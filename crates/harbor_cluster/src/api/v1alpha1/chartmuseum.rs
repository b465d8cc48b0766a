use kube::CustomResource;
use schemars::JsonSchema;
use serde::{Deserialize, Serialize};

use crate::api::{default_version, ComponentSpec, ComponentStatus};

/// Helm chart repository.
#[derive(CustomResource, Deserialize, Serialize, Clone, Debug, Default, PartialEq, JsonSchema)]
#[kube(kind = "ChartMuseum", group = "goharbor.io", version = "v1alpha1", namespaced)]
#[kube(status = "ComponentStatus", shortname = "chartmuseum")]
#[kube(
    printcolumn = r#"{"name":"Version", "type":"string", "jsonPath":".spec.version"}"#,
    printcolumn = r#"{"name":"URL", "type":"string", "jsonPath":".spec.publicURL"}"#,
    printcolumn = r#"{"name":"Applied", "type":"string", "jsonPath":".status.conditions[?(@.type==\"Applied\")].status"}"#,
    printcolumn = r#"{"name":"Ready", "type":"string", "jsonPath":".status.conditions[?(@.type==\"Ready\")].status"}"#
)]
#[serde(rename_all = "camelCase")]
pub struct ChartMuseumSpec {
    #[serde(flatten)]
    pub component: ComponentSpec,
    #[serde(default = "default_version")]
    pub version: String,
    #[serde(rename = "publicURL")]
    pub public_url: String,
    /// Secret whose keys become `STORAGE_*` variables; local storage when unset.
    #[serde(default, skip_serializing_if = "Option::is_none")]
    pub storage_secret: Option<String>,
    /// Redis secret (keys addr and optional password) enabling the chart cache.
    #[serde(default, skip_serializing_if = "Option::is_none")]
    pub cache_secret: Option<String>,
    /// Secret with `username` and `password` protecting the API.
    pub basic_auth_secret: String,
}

§ §

Your task is to retype the records above exactly.

filename crates/harbor_cluster/src/api/v1alpha1/chartmuseum.rs
repository b465d8cc48b0766a
use kube::CustomResource;
use schemars::JsonSchema;
use serde::{Deserialize, Serialize};

use crate::api::{default_version, ComponentSpec, ComponentStatus};

/// Helm chart repository.
#[derive(CustomResource, Deserialize, Serialize, Clone, Debug, Default, PartialEq, JsonSchema)]
#[kube(kind = "ChartMuseum", group = "goharbor.io", version = "v1alpha1", namespaced)]
#[kube(status = "ComponentStatus", shortname = "chartmuseum")]
#[kube(
    printcolumn = r#"{"name":"Version", "type":"string", "jsonPath":".spec.version"}"#,
    printcolumn = r#"{"name":"URL", "type":"string", "jsonPath":".spec.publicURL"}"#,
    printcolumn = r#"{"name":"Applied", "type":"string", "jsonPath":".status.conditions[?(@.type==\"Applied\")].status"}"#,
    printcolumn = r#"{"name":"Ready", "type":"string", "jsonPath":".status.conditions[?(@.type==\"Ready\")].status"}"#
)]
#[serde(rename_all = "camelCase")]
pub struct ChartMuseumSpec {
    #[serde(flatten)]
    pub component: ComponentSpec,
    #[serde(default = "default_version")]
    pub version: String,
    #[serde(rename = "publicURL")]
    pub public_url: String,
    /// Secret whose keys become `STORAGE_*` variables; local storage when unset.
    #[serde(default, skip_serializing_if = "Option::is_none")]
    pub storage_secret: Option<String>,
    /// Redis secret (keys addr and optional password) enabling the chart cache.
    #[serde(default, skip_serializing_if = "Option::is_none")]
    pub cache_secret: Option<String>,
    /// Secret with `username` and `password` protecting the API.
    pub basic_auth_secret: String,
}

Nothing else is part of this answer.